Prática do cuidado como dimensão coletiva, política e institucional.
Enfrentamento de todas as formas de violência, discriminação e opressão.
Corresponsabilidade de toda a organização com a equidade de gênero.
4. Diretrizes e Compromissos
a. Gestão Institucional
Garantir paridade de gênero na equipe, com atenção à diversidade racial e territorial.
Adotar políticas internas de cuidado, escuta ativa, horários flexíveis, licença parental igualitária e suporte a pessoas em situação de violência.
Criar e manter canais internos seguros, acessíveis e com protocolos claros para denúncias de assédio, discriminação e violência de gênero.
b. Instâncias Decisórias
Assegurar composição paritária nos Conselhos e demais instâncias estratégicas da organização.
Garantir a escuta qualificada e a participação ativa de pessoas de diferentes expressões de gênero, com foco em grupos sub-representados.
Revisar estatutos e regimentos para institucionalizar a paridade como princípio permanente.
c. Programas e Projetos
Incorporar análise de gênero em todas as etapas: diagnóstico, planejamento, execução, monitoramento e avaliação.
Apoiar iniciativas lideradas por mulheres, pessoas trans, travestis e não binárias, especialmente em territórios historicamente excluídos.
Coletar e sistematizar dados desagregados por gênero e raça para embasar decisões e políticas.
d. Comunicação
Utilizar linguagem inclusiva e não sexista em todos os materiais da organização.
Visibilizar a atuação de mulheres, pessoas trans e lideranças femininas nos territórios e nas ações da Pacová.
Produzir conteúdos que fortaleçam narrativas feministas, antirracistas e populares.
e. Apoio a Organizações e Iniciativas
Priorizar o fortalecimento institucional de organizações com atuação feminista e/ou lideradas por mulheres e gênero-dissidências.
Incentivar que as organizações apoiadas também construam suas políticas de equidade de gênero.
Condicionar parcerias institucionais a compromissos mínimos com a equidade.
Articulação e incidência
Participar e fortalecer redes feministas e de mulheres, especialmente as que articulam campo, cidade e floresta.
Ampliar a presença da Pacová em agendas de incidência política relacionadas à justiça de gênero.
Contribuir para a visibilização da luta das mulheres nos espaços públicos e políticos.
g. Formação, Publicações e Pesquisas
Promover formações contínuas com equipe, conselheiros, apoiadores e organizações-parceiras sobre gênero e interseccionalidades.
Produzir materiais de comunicação e formação com abordagem feminista, popular e antirracista.
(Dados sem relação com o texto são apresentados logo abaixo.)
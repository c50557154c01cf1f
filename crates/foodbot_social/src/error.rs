//! Discord binding errors.
//!
//! Failures of individual API calls surface as
//! [`PlatformError`](foodbot_error::PlatformError) through the platform
//! traits. This type covers the bot lifecycle: building the client and
//! keeping the gateway connection.

use derive_getters::Getters;
use foodbot_error::{
    FoodbotErrorKind, PlatformError, PlatformErrorKind, SettingsError, SettingsErrorKind,
};

/// Discord error variants.
#[derive(Debug, Clone, PartialEq, Eq, Hash, derive_more::Display)]
pub enum DiscordErrorKind {
    /// Serenity reported an error.
    #[display("Serenity API error: {_0}")]
    SerenityError(String),

    /// No bot token was configured.
    #[display("No bot token configured")]
    MissingToken,
}

/// Discord error with source location tracking.
#[derive(Debug, Clone, derive_more::Display, derive_more::Error, Getters)]
#[display("Discord Error: {} at line {} in {}", kind, line, file)]
pub struct DiscordError {
    kind: DiscordErrorKind,
    line: u32,
    file: &'static str,
}

impl DiscordError {
    /// Create a new DiscordError with automatic location tracking.
    ///
    /// # Example
    /// ```
    /// use foodbot_social::{DiscordError, DiscordErrorKind};
    ///
    /// let err = DiscordError::new(DiscordErrorKind::MissingToken);
    /// assert_eq!(err.kind(), &DiscordErrorKind::MissingToken);
    /// ```
    #[track_caller]
    pub fn new(kind: DiscordErrorKind) -> Self {
        let location = std::panic::Location::caller();
        Self {
            kind,
            line: location.line(),
            file: location.file(),
        }
    }
}

/// Result type for Discord operations.
pub type DiscordResult<T> = Result<T, DiscordError>;

impl From<DiscordError> for FoodbotErrorKind {
    #[track_caller]
    fn from(err: DiscordError) -> Self {
        match err.kind() {
            DiscordErrorKind::MissingToken => {
                SettingsError::new(SettingsErrorKind::Missing("system.bot_token".to_string())).into()
            }
            DiscordErrorKind::SerenityError(detail) => {
                PlatformError::new(PlatformErrorKind::Connection(detail.clone())).into()
            }
        }
    }
}

#[cfg(feature = "discord")]
impl From<serenity::Error> for DiscordError {
    #[track_caller]
    fn from(err: serenity::Error) -> Self {
        DiscordError::new(DiscordErrorKind::SerenityError(err.to_string()))
    }
}
//! Permission policy for FoodBot actions.
//!
//! Decides whether an actor may invoke an action. The decision order is:
//!
//! 1. **Platform admins** - guild administrators may always invoke
//! 2. **Global admins** - identities listed in the system settings
//! 3. **Whitelist** - when non-empty, the actor or one of its roles must be listed
//! 4. **Blacklist** - the actor and its roles must not be listed; overrides the whitelist
//!
//! Every decision is logged with its reason.

#![warn(missing_docs)]
#![forbid(unsafe_code)]

mod error;
mod permission;

pub use error::{SecurityError, SecurityErrorKind, SecurityResult};
pub use permission::{AccessGrant, PermissionResolver};
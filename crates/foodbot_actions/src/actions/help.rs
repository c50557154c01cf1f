//! Command listing filtered by what the caller may run.

use crate::{ActionContext, ActionKind, ChannelSink, RegisteredAction};
use foodbot_error::ActionResult;
use tracing::{debug, instrument};

/// List the commands the caller may use.
#[derive(Debug, Clone, Copy, PartialEq, Eq)]
pub struct Help;

impl Help {
    #[instrument(skip(self, ctx))]
    pub(crate) async fn execute(&self, ctx: &ActionContext) -> ActionResult<()> {
        let snapshot = ctx.snapshot();
        let router = snapshot.router();
        let prefix = router.prefix();

        let mut lines = vec![format!("Commands start with `{}`:\n", prefix)];
        let mut listed = 0;
        for action in router.available_to(&ctx.message().author) {
            lines.push(command_line(prefix, action));
            listed += 1;
        }

        let admins: Vec<&str> = router
            .resolver()
            .global_admins()
            .map(|admin| admin.as_str())
            .collect();
        if admins.is_empty() {
            lines.push("Admins: none configured.\n".to_string());
        } else {
            lines.push(format!("Admins: {}\n", admins.join(", ")));
        }

        debug!(listed, "Sending command list");

        let chunks = ctx.chunker().with_terminal_marker(None).chunk_lines(lines);
        let sink = ChannelSink::new(ctx.platform().as_ref(), ctx.message().channel_id);
        ctx.chunker().send_all(chunks, &sink).await?;
        Ok(())
    }
}

fn command_line(prefix: &str, action: &RegisteredAction) -> String {
    let keywords: Vec<String> = action
        .descriptor()
        .keywords()
        .iter()
        .map(|keyword| format!("`{}{}`", prefix, keyword))
        .collect();

    let description = match action.kind() {
        ActionKind::CountEmoji(settings) => format!(
            "count custom emoji used in the last {} days; add a number to count a different span",
            settings.days_to_count()
        ),
        ActionKind::Help => "show this list".to_string(),
        ActionKind::Reload => "re-read the settings files".to_string(),
    };

    format!("{} - {}\n", keywords.join(", "), description)
}
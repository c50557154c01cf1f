//! Chat platform bindings for FoodBot.
//!
//! The command layer only knows the traits in `foodbot_interface`; this
//! crate implements them for real platforms. Discord support is behind the
//! `discord` feature. The snowflake and status helpers are always available.
//!
//! # Example
//!
//! ```
//! use chrono::{TimeZone, Utc};
//! use foodbot_social::{snowflake_before, timestamp_of};
//!
//! let cutoff = Utc.with_ymd_and_hms(2024, 1, 1, 0, 0, 0).unwrap();
//! assert_eq!(timestamp_of(snowflake_before(cutoff)), cutoff);
//! ```

#![forbid(unsafe_code)]
#![warn(missing_docs)]

mod conversions;
mod error;

#[cfg(feature = "discord")]
pub mod discord;

pub use conversions::{
    DISCORD_EPOCH_MS, RATE_LIMIT_FALLBACK_SECS, classify_status, snowflake_before, timestamp_of,
};
pub use error::{DiscordError, DiscordErrorKind, DiscordResult};

#[cfg(feature = "discord")]
pub use discord::{DiscordPlatform, FoodbotBot, FoodbotHandler, ShutdownHandle};
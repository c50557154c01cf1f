//! Emoji usage report over the guild's recent history.

use crate::{ActionContext, ActionId, ChannelSink, EmojiAggregator};
use derive_getters::Getters;
use foodbot_core::AggregationWindow;
use foodbot_error::ActionResult;
use tracing::{info, instrument, warn};

/// Posted before scanning starts.
pub const COUNTING_MESSAGE: &str = "Counting emojis, do not disturb...";

/// The progress message is edited to this once scanning is done.
pub const FOUND_MESSAGE: &str = "We found the following emojis:";

/// Count static custom emoji used in the last `days` days.
#[derive(Debug, Clone, Copy, PartialEq, Eq, Getters)]
pub struct CountEmoji {
    /// Horizon of the scan.
    days: u32,
}

impl CountEmoji {
    /// Count over the last `days` days.
    pub fn new(days: u32) -> Self {
        Self { days }
    }

    #[instrument(skip(self, ctx), fields(days = self.days))]
    pub(crate) async fn execute(&self, ctx: &ActionContext) -> ActionResult<()> {
        let guild = ctx.guild(ActionId::CountEmoji.as_ref())?;
        let channel = ctx.message().channel_id;
        let platform = ctx.platform().as_ref();

        let progress = ctx.reply(COUNTING_MESSAGE).await?;

        let window = AggregationWindow::last_days(self.days);
        let report = EmojiAggregator::aggregate_guild(platform, guild, &window).await?;

        info!(
            channels = report.scanned().len(),
            skipped = report.skipped().len(),
            messages = report.messages_processed(),
            emojis = report.tally().len(),
            total = report.tally().total(),
            "Emoji count finished"
        );

        // The progress message may be gone after a long scan; the report
        // still goes out.
        if let Err(e) = platform.edit_message(channel, progress, FOUND_MESSAGE).await {
            warn!(error = %e, %progress, "Could not update the progress message");
        }

        let sink = ChannelSink::new(platform, channel);
        ctx.chunker().emit(report.tally(), &sink).await?;
        Ok(())
    }
}
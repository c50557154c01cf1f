//! Platform-stable identifiers.
//!
//! Discord uses 64-bit snowflakes for everything; each kind of id gets its
//! own newtype so a channel id cannot be passed where a guild id is expected.

macro_rules! snowflake {
    ($(#[$meta:meta])* $name:ident) => {
        $(#[$meta])*
        #[derive(
            Debug,
            Clone,
            Copy,
            Default,
            PartialEq,
            Eq,
            PartialOrd,
            Ord,
            Hash,
            derive_more::Display,
            derive_more::From,
        )]
        pub struct $name(pub u64);

        impl $name {
            /// Raw snowflake value.
            pub fn get(self) -> u64 {
                self.0
            }
        }
    };
}

snowflake!(
    /// Identifier of a guild (server).
    GuildId
);
snowflake!(
    /// Identifier of a channel.
    ChannelId
);
snowflake!(
    /// Identifier of a message.
    MessageId
);
snowflake!(
    /// Identifier of a user.
    UserId
);
snowflake!(
    /// Identifier of a custom emoji.
    EmojiId
);
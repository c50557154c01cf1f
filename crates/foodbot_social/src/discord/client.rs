//! Discord bot client setup and lifecycle management.

use super::{DiscordError, DiscordErrorKind, FoodbotHandler};
use foodbot_actions::SnapshotStore;
use serenity::Client;
use std::sync::Arc;
use tracing::{info, instrument};

/// Main Discord bot client for FoodBot.
///
/// # Example
/// ```no_run
/// use foodbot_actions::SnapshotStore;
/// use foodbot_settings::SettingsPaths;
/// use foodbot_social::FoodbotBot;
/// use std::sync::Arc;
///
/// #[tokio::main]
/// async fn main() -> Result<(), Box<dyn std::error::Error>> {
///     let store = Arc::new(SnapshotStore::load_or_repair(SettingsPaths::default())?);
///     let token = std::env::var("DISCORD_TOKEN")?;
///
///     let mut bot = FoodbotBot::new(&token, store).await?;
///     bot.start().await?;
///     Ok(())
/// }
/// ```
pub struct FoodbotBot {
    /// Serenity client instance
    client: Client,
}

impl FoodbotBot {
    /// Create a new bot.
    ///
    /// # Errors
    ///
    /// Returns an error if the token is blank or the Serenity client fails
    /// to initialize.
    #[instrument(skip(token, store), fields(token_len = token.len()))]
    pub async fn new(token: &str, store: Arc<SnapshotStore>) -> Result<Self, DiscordError> {
        if token.trim().is_empty() {
            return Err(DiscordError::new(DiscordErrorKind::MissingToken));
        }

        info!("Initializing FoodBot Discord client");

        let handler = FoodbotHandler::new(store);
        let intents = FoodbotHandler::intents();

        info!("Building Serenity client with intents: {:?}", intents);

        let client = Client::builder(token, intents).event_handler(handler).await?;

        info!("Serenity client built successfully");

        Ok(Self { client })
    }

    /// Start the bot.
    ///
    /// Blocks until the gateway connection ends or [`FoodbotBot::shutdown_handle`]
    /// is used.
    ///
    /// # Errors
    ///
    /// Returns an error if the client fails to start or hits a fatal error.
    #[instrument(skip(self))]
    pub async fn start(&mut self) -> Result<(), DiscordError> {
        info!("Starting Discord bot");

        self.client.start().await?;
        Ok(())
    }

    /// Handle that stops every shard when [`ShutdownHandle::shutdown`] is
    /// awaited.
    pub fn shutdown_handle(&self) -> ShutdownHandle {
        ShutdownHandle {
            shard_manager: self.client.shard_manager.clone(),
        }
    }
}

/// Stops a running bot from another task.
#[derive(Clone)]
pub struct ShutdownHandle {
    shard_manager: Arc<serenity::gateway::ShardManager>,
}

impl ShutdownHandle {
    /// Close every shard; [`FoodbotBot::start`] then returns.
    pub async fn shutdown(&self) {
        info!("Shutting down Discord shards");
        self.shard_manager.shutdown_all().await;
    }
}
Assegurar que pesquisas e publicações da Pacová incorporem análise de gênero e protagonismo de pesquisadoras e autoras de territórios populares, negras, indígenas e trans.
5. Implementação e Monitoramento
A Pacová incluirá toda a equipe e conselhos no processo de acompanhamento, sendo responsáveis por:
Monitorar a aplicação desta política em todas as dimensões da organização.
Produzir relatórios anuais com indicadores, avanços e desafios.
Propor atualizações da política com base em escutas e avaliações.
Acompanhar os canais de acolhimento e denúncia, assegurando sigilo, escuta ética e medidas efetivas.
Além disso, os planos operacionais da organização deverão conter metas e recursos destinados à implementação desta política.
Esta política foi aprovada e será efetiva a partir de abril de 2024.